Cook County Clerk David Orr’s annual TIF report is due out tomorrow, and the news is all bleak.
On the one hand, the city’s tax increment financing districts are taking too much in property tax dollars. On the other hand, they’re not taking enough.
In calendar year 2007 — remember, TIF accounting is always one year behind — Chicagoans paid $555,310,568 in property taxes into the city’s 155 TIF districts.
That’s $555 million in property taxes that might otherwise have directly gone to schools, parks, police, and so on and so forth. Instead it was funneled into TIF accounts that are essentially slush funds controlled by Mayor Daley. Because there are so few oversight bodies and the program is largely unregulated, the mayor is free to spend that money virtually anyway he likes. I suspect he’s holding on to as much of it as he can in order to pay for the 2016 Olympics, should the International Olympic Committee award us the games.
According to Orr’s report, the big TIF winners are the usual downtown districts: Central Loop ($111 million), Near South ($46.1 million), Canal-Congress ($19.2 million), LaSalle Central (18.9 million), Kinzie ($16.3 million), and Near North ($14.9 million).
It’s reverse Robin Hood — a program intended to spark development in blighted, low-income communities winds up showering goodies on some of the city’s wealthiest neighborhoods.
“There has to be more transparency in the TIF program,” says Orr. “There has to be more ability for the public to understand how the money is spent in individual TIF districts. Look, I supported a TIF district years ago when I was alderman [of the 49th ward]. But that was a poor area that couldn’t get private capital. TIFs are everywhere now, including high-class areas in Chicago. There has to be more accountability.”
Once again Orr noted the irony of aldermen bellowing over cuts in the mayor’s budget while looking the other way and having no comment about ongoing hikes in what amounts to the TIF property tax. “The mayor is trying to make up a giant hole in the budget — he wants to boot everything that walks,” says Orr. “And the city is officially collecting from Chicago property taxpayers $555 million. Has the public had any real say in how it gets spent? Do they think it’s spent wisely? These are important questions.”
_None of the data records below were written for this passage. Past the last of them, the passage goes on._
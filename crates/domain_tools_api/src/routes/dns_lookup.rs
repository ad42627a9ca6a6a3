//! Single-record-type DNS lookup route
//!
//! Looks up one record type for a domain and returns a typed projection of
//! the answers. Beyond the plain record types, four pseudo-types are
//! supported: `spf` (TXT records starting with `v=spf1`), `dmarc` (TXT at
//! `_dmarc.<domain>`), `dkim` (a scan over common selectors), and `all`
//! (every supported record type in one response).

use crate::{
    api_handler::{require_json, sanitize_domain, ApiError, ApiResult},
    AppState,
};
use axum::{
    extract::{rejection::JsonRejection, State},
    response::Json,
};
use domain_core::doh::{strip_trailing_dot, DnsResponse, DohClient, MxRecord, RecordType};
use domain_core::email_security::COMMON_DKIM_SELECTORS;
use serde::{Deserialize, Serialize};
use serde_json::{json, Value};
use std::sync::Arc;
use tracing::{debug, info, instrument, warn};
use uuid::Uuid;

fn default_lookup_type() -> String {
    "mx".to_string()
}

/// Request body for POST /api/dns-lookup
#[derive(Debug, Deserialize)]
#[serde(rename_all = "camelCase")]
pub struct DnsLookupRequest {
    pub domain: String,
    #[serde(default = "default_lookup_type")]
    pub lookup_type: String,
}

/// Response body for POST /api/dns-lookup
#[derive(Debug, Serialize)]
#[serde(rename_all = "camelCase")]
pub struct DnsLookupResponse {
    pub domain: String,
    pub lookup_type: String,
    pub records: Vec<Value>,
    pub status: String,
    #[serde(skip_serializing_if = "Option::is_none")]
    pub message: Option<String>,
}

/// POST /api/dns-lookup
#[instrument(skip_all, fields(domain, lookup_type, request_id))]
pub async fn dns_lookup_handler(
    State(state): State<Arc<AppState>>,
    payload: Result<Json<DnsLookupRequest>, JsonRejection>,
) -> ApiResult<DnsLookupResponse> {
    let request_id = Uuid::new_v4().to_string();
    tracing::Span::current().record("request_id", request_id.as_str());

    let request = require_json(payload)?;
    let domain = sanitize_domain(&request.domain)?;
    let lookup_type = request.lookup_type.trim().to_lowercase();
    tracing::Span::current().record("domain", domain.as_str());
    tracing::Span::current().record("lookup_type", lookup_type.as_str());

    info!("DNS lookup for {} ({})", domain, lookup_type);

    if lookup_type == "dkim" {
        return Ok(Json(dkim_lookup(&state.doh, &domain).await));
    }
    if lookup_type == "all" {
        return Ok(Json(all_lookup(&state.doh, &domain).await));
    }

    // SPF and DMARC ride on TXT lookups; DMARC additionally moves to the
    // _dmarc subdomain.
    let (query_name, record_type) = match lookup_type.as_str() {
        "spf" => (domain.clone(), RecordType::Txt),
        "dmarc" => (format!("_dmarc.{}", domain), RecordType::Txt),
        other => {
            let record_type: RecordType = other.parse().map_err(|_| {
                ApiError::InvalidRequest(format!("Unsupported DNS record type: {}", other))
            })?;
            (domain.clone(), record_type)
        }
    };
    let reported_type = lookup_type.to_uppercase();

    let response = match state.doh.query(&query_name, record_type).await {
        Ok(response) => response,
        Err(e) => {
            warn!("DNS lookup failed for {} ({}): {}", query_name, reported_type, e);
            return Ok(Json(DnsLookupResponse {
                domain,
                lookup_type: reported_type,
                records: Vec::new(),
                status: "error".to_string(),
                message: Some(e.to_string()),
            }));
        }
    };

    let records = project_records(&response, &lookup_type);
    debug!("{} {} records for {}", records.len(), reported_type, query_name);

    let message = records
        .is_empty()
        .then(|| format!("No {} records found", reported_type));
    Ok(Json(DnsLookupResponse {
        domain,
        lookup_type: reported_type,
        records,
        status: "success".to_string(),
        message,
    }))
}

/// Scan the common DKIM selectors and collect every `v=DKIM1` TXT record.
async fn dkim_lookup(client: &DohClient, domain: &str) -> DnsLookupResponse {
    let mut records = Vec::new();
    for selector in COMMON_DKIM_SELECTORS {
        let selector_domain = format!("{}._domainkey.{}", selector, domain);
        match client.query(&selector_domain, RecordType::Txt).await {
            Ok(response) => {
                for value in response.txt_values() {
                    if value.to_lowercase().contains("v=dkim1") {
                        records.push(json!({
                            "selector": selector,
                            "value": value,
                            "type": "DKIM",
                        }));
                    }
                }
            }
            Err(e) => debug!("No DKIM record for selector {}: {}", selector, e),
        }
    }

    let message = records
        .is_empty()
        .then(|| "No DKIM records found with common selectors".to_string());
    DnsLookupResponse {
        domain: domain.to_string(),
        lookup_type: "DKIM".to_string(),
        records,
        status: "success".to_string(),
        message,
    }
}

/// Query every supported record type and return the typed projections in
/// one response. Failed per-type lookups are skipped, so one broken type
/// never empties the whole answer set.
async fn all_lookup(client: &DohClient, domain: &str) -> DnsLookupResponse {
    let mut records = Vec::new();
    for record_type in RecordType::SWEEP {
        match client.query(domain, record_type).await {
            Ok(response) => {
                records.extend(project_records(&response, &record_type.as_str().to_lowercase()));
            }
            Err(e) => warn!(
                "{} lookup failed for {} during full sweep: {}",
                record_type.as_str(),
                domain,
                e
            ),
        }
    }

    let message = records.is_empty().then(|| "No DNS records found".to_string());
    DnsLookupResponse {
        domain: domain.to_string(),
        lookup_type: "ALL".to_string(),
        records,
        status: "success".to_string(),
        message,
    }
}

/// Shape raw answers into the per-type record objects clients expect.
fn project_records(response: &DnsResponse, lookup_type: &str) -> Vec<Value> {
    match lookup_type {
        "a" => response
            .answers_of_type(RecordType::A.code())
            .iter()
            .map(|answer| json!({ "value": answer.data, "type": "A" }))
            .collect(),
        "aaaa" => response
            .answers_of_type(RecordType::Aaaa.code())
            .iter()
            .map(|answer| json!({ "value": answer.data, "type": "AAAA" }))
            .collect(),
        "mx" => response
            .mx_records()
            .iter()
            .map(|MxRecord { priority, value }| {
                json!({ "priority": priority, "value": value, "type": "MX" })
            })
            .collect(),
        "ns" => response
            .answers_of_type(RecordType::Ns.code())
            .iter()
            .map(|answer| json!({ "value": strip_trailing_dot(&answer.data), "type": "NS" }))
            .collect(),
        "txt" => response
            .txt_values()
            .iter()
            .map(|value| json!({ "value": value, "type": "TXT" }))
            .collect(),
        "spf" => response
            .txt_values()
            .iter()
            .filter(|value| value.to_lowercase().starts_with("v=spf1"))
            .map(|value| json!({ "value": value, "type": "SPF" }))
            .collect(),
        "dmarc" => response
            .txt_values()
            .iter()
            .filter(|value| value.to_lowercase().starts_with("v=dmarc1"))
            .map(|value| json!({ "value": value, "type": "DMARC" }))
            .collect(),
        "soa" => response
            .answers_of_type(RecordType::Soa.code())
            .iter()
            .filter_map(|answer| parse_soa(&answer.data))
            .collect(),
        _ => response
            .answer
            .iter()
            .flatten()
            .map(|answer| {
                json!({ "type": lookup_type.to_uppercase(), "value": strip_trailing_dot(&answer.data) })
            })
            .collect(),
    }
}

/// Split an SOA record's seven space-separated fields into named values.
fn parse_soa(data: &str) -> Option<Value> {
    let parts: Vec<&str> = data.split_whitespace().collect();
    if parts.len() < 7 {
        return None;
    }
    Some(json!({
        "type": "SOA",
        "primary": strip_trailing_dot(parts[0]),
        "admin": strip_trailing_dot(parts[1]),
        "serial": parts[2].parse::<u64>().ok()?,
        "refresh": parts[3].parse::<u64>().ok()?,
        "retry": parts[4].parse::<u64>().ok()?,
        "expire": parts[5].parse::<u64>().ok()?,
        "ttl": parts[6].parse::<u64>().ok()?,
    }))
}

#[cfg(test)]
mod tests {
    use super::*;
    use domain_core::doh::DnsAnswer;
    use pretty_assertions::assert_eq;

    fn response_with(answers: Vec<DnsAnswer>) -> DnsResponse {
        DnsResponse {
            status: 0,
            answer: Some(answers),
        }
    }

    fn answer(rr_type: u16, data: &str) -> DnsAnswer {
        DnsAnswer {
            name: "example.com.".to_string(),
            rr_type,
            ttl: 300,
            data: data.to_string(),
        }
    }

    #[test]
    fn test_mx_projection() {
        let response = response_with(vec![
            answer(15, "10 mail.example.com."),
            answer(15, "20 backup.example.com."),
        ]);
        let records = project_records(&response, "mx");
        assert_eq!(records.len(), 2);
        assert_eq!(records[0]["priority"], 10);
        assert_eq!(records[0]["value"], "mail.example.com");
        assert_eq!(records[0]["type"], "MX");
    }

    #[test]
    fn test_spf_projection_filters_other_txt() {
        let response = response_with(vec![
            answer(16, "\"v=spf1 include:_spf.google.com ~all\""),
            answer(16, "\"google-site-verification=abc\""),
        ]);
        let records = project_records(&response, "spf");
        assert_eq!(records.len(), 1);
        assert_eq!(records[0]["value"], "v=spf1 include:_spf.google.com ~all");
        assert_eq!(records[0]["type"], "SPF");
    }

    #[test]
    fn test_soa_projection() {
        let response = response_with(vec![answer(
            6,
            "ns1.example.com. admin.example.com. 2024010101 7200 3600 1209600 300",
        )]);
        let records = project_records(&response, "soa");
        assert_eq!(records.len(), 1);
        assert_eq!(records[0]["primary"], "ns1.example.com");
        assert_eq!(records[0]["admin"], "admin.example.com");
        assert_eq!(records[0]["serial"], 2024010101u64);
        assert_eq!(records[0]["ttl"], 300);
    }

    #[test]
    fn test_cname_falls_back_to_generic_projection() {
        let response = response_with(vec![answer(5, "target.example.com.")]);
        let records = project_records(&response, "cname");
        assert_eq!(records[0]["type"], "CNAME");
        assert_eq!(records[0]["value"], "target.example.com");
    }

    #[test]
    fn test_malformed_soa_is_skipped() {
        let response = response_with(vec![answer(6, "too short")]);
        assert!(project_records(&response, "soa").is_empty());
    }

    #[tokio::test]
    async fn test_all_lookup_degrades_to_empty() {
        // Both resolvers unreachable: every per-type query fails and is
        // skipped, leaving a well-formed empty response.
        let client = DohClient::with_endpoints(
            std::time::Duration::from_millis(50),
            "http://127.0.0.1:1/resolve",
            "http://127.0.0.1:1/dns-query",
        )
        .unwrap();

        let response = all_lookup(&client, "example.com").await;
        assert_eq!(response.lookup_type, "ALL");
        assert_eq!(response.status, "success");
        assert!(response.records.is_empty());
        assert_eq!(response.message, Some("No DNS records found".to_string()));
    }
}
//! RECORDSS.AI Domain Tools API Server
//!
//! HTTP API for domain configuration guidance, email security analysis,
//! and Internet Computer custom-domain checks, built with axum and tokio.

use axum::Router;
use domain_core::availability::WhoisClient;
use domain_core::doh::DohClient;
use figment::{
    providers::{Env, Format, Serialized, Toml},
    Figment,
};
use std::{net::SocketAddr, sync::Arc, time::Duration};
use tokio::signal;
use tower_http::{
    compression::CompressionLayer,
    cors::CorsLayer,
    trace::{DefaultMakeSpan, DefaultOnResponse, TraceLayer},
};
use tracing::{info, Level};
use tracing_subscriber::{layer::SubscriberExt, util::SubscriberInitExt};

mod api_handler;
mod config;
mod routes;

use config::AppConfig;

/// Shared application state
#[derive(Clone)]
pub struct AppState {
    pub doh: Arc<DohClient>,
    pub whois: Arc<WhoisClient>,
    pub http: reqwest::Client,
    pub config: Arc<AppConfig>,
}

impl AppState {
    fn new(config: AppConfig) -> Result<Self, Box<dyn std::error::Error>> {
        let http = reqwest::Client::builder()
            .timeout(Duration::from_secs(config.lookup.http_timeout_secs))
            .build()?;

        let doh = DohClient::with_http_client(
            http.clone(),
            &config.lookup.doh_primary,
            &config.lookup.doh_secondary,
        );
        let whois = WhoisClient::with_endpoint(http.clone(), &config.lookup.whois_endpoint);

        Ok(Self {
            doh: Arc::new(doh),
            whois: Arc::new(whois),
            http,
            config: Arc::new(config),
        })
    }
}

#[tokio::main]
async fn main() -> Result<(), Box<dyn std::error::Error>> {
    let config = load_config()?;

    init_tracing(&config)?;

    info!("Starting Domain Tools API v{}", env!("CARGO_PKG_VERSION"));
    info!(
        "DoH resolvers: {} -> {}",
        config.lookup.doh_primary, config.lookup.doh_secondary
    );

    let port = config.server.port;
    let state = AppState::new(config)?;
    let app = create_router(state);

    let addr = SocketAddr::from(([0, 0, 0, 0], port));
    let listener = tokio::net::TcpListener::bind(addr).await?;

    info!("Server listening on {}", addr);
    info!("Health check available at http://{}/health", addr);
    info!("Domain configuration API: http://{}/api/domain-configuration", addr);
    info!("Email security API: http://{}/api/email-security", addr);
    info!("ICP check API: http://{}/api/icp-check", addr);
    info!("Unstoppable check API: http://{}/api/unstoppable-check", addr);

    axum::serve(listener, app)
        .with_graceful_shutdown(shutdown_signal())
        .await?;

    info!("Server shut down gracefully");
    Ok(())
}

/// Create the main application router
fn create_router(state: AppState) -> Router {
    routes::build_routes(Arc::new(state))
        .layer(
            TraceLayer::new_for_http()
                .make_span_with(DefaultMakeSpan::new().level(Level::INFO))
                .on_response(DefaultOnResponse::new().level(Level::INFO)),
        )
        .layer(
            CorsLayer::new()
                .allow_origin(tower_http::cors::Any)
                .allow_methods([axum::http::Method::GET, axum::http::Method::POST])
                .allow_headers(tower_http::cors::Any),
        )
        .layer(CompressionLayer::new())
}

/// Load application configuration from environment and files
fn load_config() -> Result<AppConfig, Box<dyn std::error::Error>> {
    let mut figment = Figment::from(Serialized::defaults(AppConfig::default()));

    // Optional config file
    if std::path::Path::new("Config.toml").exists() {
        figment = figment.merge(Toml::file("Config.toml"));
    }

    // Environment variables override (RECORDSS_SERVER_PORT etc.)
    figment = figment.merge(Env::prefixed("RECORDSS_").split("_"));

    let config: AppConfig = figment.extract()?;
    Ok(config)
}

/// Initialize tracing and logging
fn init_tracing(config: &AppConfig) -> Result<(), Box<dyn std::error::Error>> {
    let env_filter = tracing_subscriber::EnvFilter::try_from_default_env()
        .unwrap_or_else(|_| config.observability.log_level.clone().into());

    if config.observability.json_logs {
        tracing_subscriber::registry()
            .with(env_filter)
            .with(tracing_subscriber::fmt::layer().json())
            .init();
    } else {
        tracing_subscriber::registry()
            .with(env_filter)
            .with(tracing_subscriber::fmt::layer())
            .init();
    }

    Ok(())
}

/// Graceful shutdown signal handler
async fn shutdown_signal() {
    let ctrl_c = async {
        signal::ctrl_c()
            .await
            .expect("failed to install Ctrl+C handler");
    };

    #[cfg(unix)]
    let terminate = async {
        signal::unix::signal(signal::unix::SignalKind::terminate())
            .expect("failed to install signal handler")
            .recv()
            .await;
    };

    #[cfg(not(unix))]
    let terminate = std::future::pending::<()>();

    tokio::select! {
        _ = ctrl_c => {
            info!("Received Ctrl+C, starting graceful shutdown");
        },
        _ = terminate => {
            info!("Received SIGTERM, starting graceful shutdown");
        },
    }
}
For all the property taxes the TIFs have collected, however, the painful irony is that they may not have collected enough. The 2007 total is up by 11 percent over the $500 million TIFs collected in 2006, according to Orr’s report. But last year’s hike was up 30 percent over 2005 — thus the rate of increase has been cut by more than half.
That’s because the TIF take is largely based on property values, which have recently been falling. If property values continue to fall in the TIF districts, the TIFs will collect even less money in the coming years. That’s not necessarily bad — personally, I wish the program would be shut down altogether until it’s more efficiently and honestly run. But I suspect the city has overextended itself with the TIFs.
The real story buried in Orr’s numbers is how the slowing hike in TIF dollars speaks to future financial troubles for the city. Chicago’s borrowed hundreds of millions of dollars — particularly to build new schools — against future TIF proceeds. If TIF revenues continue to fall, they won’t keep pace with the city’s rising debt obligations.
Then what? Tax hikes, job cuts, service cuts, fee hikes — in other words, more of the same. The notion that TIFs were some sort of magical free-money zones was never more than city propaganda. Unfortunately, the city has fallen for it’s own myths. In the coming years, we’re going to pay a big price for our gullibility.